SOURCE - Henri Tincq - Le Monde - 30 août 2005
Le tapis rouge n'a pas été déroulé, lundi 29 août, à Castelgandolfo, pour la réception de Mgr Bernard Fellay, supérieur général de la Fraternité schismatique Saint-Pie X. Mais cette première rencontre entre Benoît XVI et le chef de file des catholiques traditionalistes avait valeur de reconnaissance pour les "brebis égarées" de Vatican II (1962-1965). Jamais depuis la rébellion de Mgr Lefebvre, porte-parole de la minorité du concile hostile aux réformes, un évêque excommunié par Jean Paul II n'avait franchi la porte du Vatican. C'est chose faite. Il n'y a pas eu de bulletin de victoire après ce huis clos de trente-cinq minutes entre Benoît XVI et Mgr Fellay. Le schisme est loin d'être surmonté, mais au moins la glace a-t-elle été brisée... L'entretien a donné lieu à un communiqué de Joaquin Navarro-Valls, porte-parole du Vatican, qui a pris soin de rappeler que le rendez-vous avait été demandé par les traditionalistes. Selon lui, la rencontre a manifesté "un climat d'amour pour l'Eglise et de désir d'arriver à la pleine communion" , c'est-à-dire à la réintégration des fidèles schismatiques.

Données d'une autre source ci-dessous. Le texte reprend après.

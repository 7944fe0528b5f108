//! Error types for the store.
//!
//! [`StoreError`] wraps schema errors raised before any DDL runs, and adds
//! the failures that only a live backend can report.

use hybrid_core::SchemaError;
use thiserror::Error;

/// Errors returned by store and migration operations.
#[derive(Debug, Error)]
pub enum StoreError {
    /// Invalid schema change, caught in memory or by a catalog pre-check.
    #[error(transparent)]
    Schema(#[from] SchemaError),

    /// The backend rejected a DDL statement.
    #[error("schema migration failed at `{statement}`: {source}")]
    MigrationFailed {
        /// The statement that failed.
        statement: String,
        /// Backend error.
        #[source]
        source: rusqlite::Error,
    },

    /// A post-migration check rejected the batch.
    #[error("migration rejected: {0}")]
    Rejected(String),

    /// `SQLite` error outside DDL execution.
    #[error("sqlite error: {0}")]
    Sqlite(#[from] rusqlite::Error),

    /// Filesystem error while preparing a database file.
    #[error("io error: {0}")]
    Io(#[from] std::io::Error),
}

impl StoreError {
    /// Whether this error reports a name collision with an existing object.
    pub fn is_duplicate(&self) -> bool {
        matches!(self, Self::Schema(e) if e.is_duplicate())
    }

    /// Whether this error reports a missing table or column.
    pub fn is_not_found(&self) -> bool {
        matches!(self, Self::Schema(e) if e.is_not_found())
    }

    /// The schema error, if this is one.
    pub fn as_schema(&self) -> Option<&SchemaError> {
        match self {
            Self::Schema(e) => Some(e),
            _ => None,
        }
    }
}

/// Convenience type alias for store results.
pub type Result<T> = std::result::Result<T, StoreError>;

// ─────────────────────────────────────────────────────────────────────────────
// Tests
// ─────────────────────────────────────────────────────────────────────────────

#[cfg(test)]
mod tests {
    use super::*;

    #[test]
    fn schema_error_is_transparent() {
        let err = StoreError::from(SchemaError::TableNotFound("Entities".into()));
        assert_eq!(err.to_string(), "table not found: Entities");
        assert!(err.is_not_found());
        assert!(!err.is_duplicate());
    }

    #[test]
    fn migration_failed_names_statement() {
        let err = StoreError::MigrationFailed {
            statement: "DROP TABLE main.\"Entities\"".into(),
            source: rusqlite::Error::QueryReturnedNoRows,
        };
        let text = err.to_string();
        assert!(text.contains("DROP TABLE main.\"Entities\""));
        assert!(std::error::Error::source(&err).is_some());
        assert!(err.as_schema().is_none());
    }

    #[test]
    fn sqlite_error_display() {
        let err = StoreError::Sqlite(rusqlite::Error::QueryReturnedNoRows);
        assert!(err.to_string().contains("sqlite error"));
    }
}
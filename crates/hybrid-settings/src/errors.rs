//! Settings error types.

use thiserror::Error;

/// Errors that can occur when loading or validating settings.
#[derive(Debug, Error)]
pub enum SettingsError {
    /// Failed to read the settings file from disk.
    #[error("failed to read settings file: {0}")]
    Io(#[from] std::io::Error),
    /// Failed to parse JSON in the settings file.
    #[error("failed to parse settings JSON: {0}")]
    Json(#[from] serde_json::Error),
    /// A settings value was out of range or otherwise unusable.
    #[error("invalid settings value: {0}")]
    InvalidValue(String),
}

/// Result type for settings operations.
pub type Result<T> = std::result::Result<T, SettingsError>;
//! Read-only catalog queries.
//!
//! An [`Introspector`] borrows any connection, including the one inside an
//! open [`MigrationScope`](crate::executor::MigrationScope), so uncommitted
//! schema changes are visible to it. Name lookups are ASCII
//! case-insensitive, like the backend's own.

use hybrid_core::{BackendMode, ColumnType};
use rusqlite::{Connection, OptionalExtension};
use serde::Serialize;

use crate::errors::Result;
use crate::sql::schema_name;

/// One column as the catalog reports it.
#[derive(Clone, Debug, PartialEq, Eq, Serialize)]
#[serde(rename_all = "camelCase")]
pub struct ColumnInfo {
    /// Column name as stored.
    pub name: String,
    /// Declared type, e.g. `NVARCHAR(40)`.
    pub declared_type: String,
    /// Whether the column is declared `NOT NULL`.
    pub not_null: bool,
    /// 1-based position within the primary key, 0 when not part of it.
    pub pk: u32,
}

impl ColumnInfo {
    /// Whether the column is part of the primary key.
    pub fn is_primary_key(&self) -> bool {
        self.pk > 0
    }

    /// Logical type recovered from the declared type.
    pub fn column_type(&self) -> Option<ColumnType> {
        ColumnType::parse(&self.declared_type).ok()
    }
}

/// Catalog queries over a borrowed connection.
#[derive(Clone, Copy)]
pub struct Introspector<'c> {
    conn: &'c Connection,
}

impl<'c> Introspector<'c> {
    /// Inspect through `conn`.
    pub fn new(conn: &'c Connection) -> Self {
        Self { conn }
    }

    /// Whether `table` exists in the schema of `mode`.
    pub fn table_exists(&self, mode: BackendMode, table: &str) -> Result<bool> {
        Ok(self.table_name(mode, table)?.is_some())
    }

    /// The stored spelling of `table`, if it exists.
    pub fn table_name(&self, mode: BackendMode, table: &str) -> Result<Option<String>> {
        let sql = format!(
            "SELECT name FROM {}.sqlite_master WHERE type = 'table' AND name = ?1 COLLATE NOCASE",
            schema_name(mode)
        );
        let name = self
            .conn
            .query_row(&sql, [table], |row| row.get(0))
            .optional()?;
        Ok(name)
    }

    /// User tables of `mode`, sorted by name.
    pub fn tables(&self, mode: BackendMode) -> Result<Vec<String>> {
        let sql = format!(
            "SELECT name FROM {}.sqlite_master \
             WHERE type = 'table' AND name NOT LIKE 'sqlite\\_%' ESCAPE '\\' \
             ORDER BY name",
            schema_name(mode)
        );
        let mut stmt = self.conn.prepare(&sql)?;
        let names = stmt
            .query_map([], |row| row.get(0))?
            .collect::<rusqlite::Result<Vec<String>>>()?;
        Ok(names)
    }

    /// Columns of `table` in declared order. Empty when the table is missing.
    pub fn columns(&self, mode: BackendMode, table: &str) -> Result<Vec<ColumnInfo>> {
        let mut stmt = self.conn.prepare(
            "SELECT name, type, \"notnull\", pk FROM pragma_table_info(?1, ?2) ORDER BY cid",
        )?;
        let columns = stmt
            .query_map([table, schema_name(mode)], |row| {
                Ok(ColumnInfo {
                    name: row.get(0)?,
                    declared_type: row.get(1)?,
                    not_null: row.get(2)?,
                    pk: row.get(3)?,
                })
            })?
            .collect::<rusqlite::Result<Vec<_>>>()?;
        Ok(columns)
    }

    /// One column of `table`, looked up case-insensitively.
    pub fn column(&self, mode: BackendMode, table: &str, column: &str) -> Result<Option<ColumnInfo>> {
        Ok(self
            .columns(mode, table)?
            .into_iter()
            .find(|c| c.name.eq_ignore_ascii_case(column)))
    }

    /// Primary key columns of `table` in key order.
    pub fn primary_key(&self, mode: BackendMode, table: &str) -> Result<Vec<ColumnInfo>> {
        let mut key: Vec<_> = self
            .columns(mode, table)?
            .into_iter()
            .filter(ColumnInfo::is_primary_key)
            .collect();
        key.sort_by_key(|c| c.pk);
        Ok(key)
    }
}

// ─────────────────────────────────────────────────────────────────────────────
// Tests
// ─────────────────────────────────────────────────────────────────────────────
//! # hybrid-core
//!
//! Schema model and migration vocabulary for the hybrid document store.
//!
//! Nothing in this crate touches a database:
//!
//! - **Schema model**: [`Column`], [`Table`] and [`DocumentTable`] with
//!   case-insensitive column registries
//! - **Column types**: the closed [`ColumnType`] set and its textual parser
//! - **Commands**: [`MigrationCommand`], one schema change each
//! - **Builder**: [`MigrationBuilder`] producing a validated [`MigrationPlan`]
//! - **Errors**: [`SchemaError`]
//! - **Logging**: subscriber setup and test capture in [`logging`]

#![deny(unsafe_code)]

pub mod builder;
pub mod command;
pub mod errors;
pub mod logging;
pub mod mode;
pub mod plan;
pub mod schema;
pub mod types;

pub use builder::{ColumnSpec, MigrationBuilder};
pub use command::MigrationCommand;
pub use errors::{Result, SchemaError};
pub use mode::BackendMode;
pub use plan::MigrationPlan;
pub use schema::{Column, ColumnKind, DocumentTable, Table, validate_identifier};
pub use types::ColumnType;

Mgr Fellay, aussi, a fait preuve de courtoisie en rappelant que "la Fraternité Saint-Pie X était toujours attachée et le sera toujours au Saint-Siège, à la Rome éternelle" et qu'elle priait "afin que le Saint Père puisse trouver la force de mettre fin à la crise de l'Eglise en restaurant toutes choses dans le Christ" , selon la formule de Pie X, le pape le plus conservateur du XXe siècle.

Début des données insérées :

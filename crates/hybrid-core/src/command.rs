//! Migration commands.
//!
//! A [`MigrationCommand`] describes exactly one schema change. Commands are
//! immutable values; executing them is the store's job.

use serde::{Deserialize, Serialize};

use crate::schema::{Column, Table};

/// One schema change.
#[derive(Clone, Debug, PartialEq, Eq, Serialize, Deserialize)]
#[serde(tag = "op", rename_all = "camelCase")]
pub enum MigrationCommand {
    /// Create a table with all of its stored columns.
    AddTable {
        /// Table to create.
        table: Table,
    },
    /// Drop a table.
    RemoveTable {
        /// Table name.
        table: String,
    },
    /// Rename a table, keeping its columns.
    RenameTable {
        /// Current name.
        from: String,
        /// New name.
        to: String,
    },
    /// Add a column to an existing table.
    AddColumn {
        /// Table name.
        table: String,
        /// Column to add.
        column: Column,
    },
    /// Drop a column.
    RemoveColumn {
        /// Table name.
        table: String,
        /// Column name.
        column: String,
    },
    /// Rename a column.
    RenameColumn {
        /// Table name.
        table: String,
        /// Current column name.
        from: String,
        /// New column name.
        to: String,
    },
}

impl MigrationCommand {
    /// Name of the table the command operates on (its current name).
    pub fn table_name(&self) -> &str {
        match self {
            Self::AddTable { table } => table.name(),
            Self::RemoveTable { table }
            | Self::AddColumn { table, .. }
            | Self::RemoveColumn { table, .. }
            | Self::RenameColumn { table, .. } => table,
            Self::RenameTable { from, .. } => from,
        }
    }

    /// Short operation name for logs.
    pub fn op(&self) -> &'static str {
        match self {
            Self::AddTable { .. } => "add_table",
            Self::RemoveTable { .. } => "remove_table",
            Self::RenameTable { .. } => "rename_table",
            Self::AddColumn { .. } => "add_column",
            Self::RemoveColumn { .. } => "remove_column",
            Self::RenameColumn { .. } => "rename_column",
        }
    }
}

impl std::fmt::Display for MigrationCommand {
    fn fmt(&self, f: &mut std::fmt::Formatter<'_>) -> std::fmt::Result {
        match self {
            Self::AddTable { table } => {
                write!(f, "add table {} ({} columns)", table.name(), table.len())
            }
            Self::RemoveTable { table } => write!(f, "remove table {table}"),
            Self::RenameTable { from, to } => write!(f, "rename table {from} to {to}"),
            Self::AddColumn { table, column } => write!(
                f,
                "add column {table}.{} {}",
                column.name(),
                column.column_type()
            ),
            Self::RemoveColumn { table, column } => write!(f, "remove column {table}.{column}"),
            Self::RenameColumn { table, from, to } => {
                write!(f, "rename column {table}.{from} to {to}")
            }
        }
    }
}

Benoît XVI et Mgr Fellay sont tombés d'accord pour "procéder par étapes et dans des délais raisonnables" . Mais aucun calendrier n'a été fixé. Aucune partie n'a désigné ses négociateurs, même si on peut supposer que, du côté du Vatican, c'est la commission Ecclesia Dei, présidée par le cardinal colombien Castrillon-Hoyos présent lors de l'entretien , qui sera chargée d'entretenir le contact. Cette commission avait été fondée au lendemain du schisme de 1988, dans le but de rallier les "lefebvristes".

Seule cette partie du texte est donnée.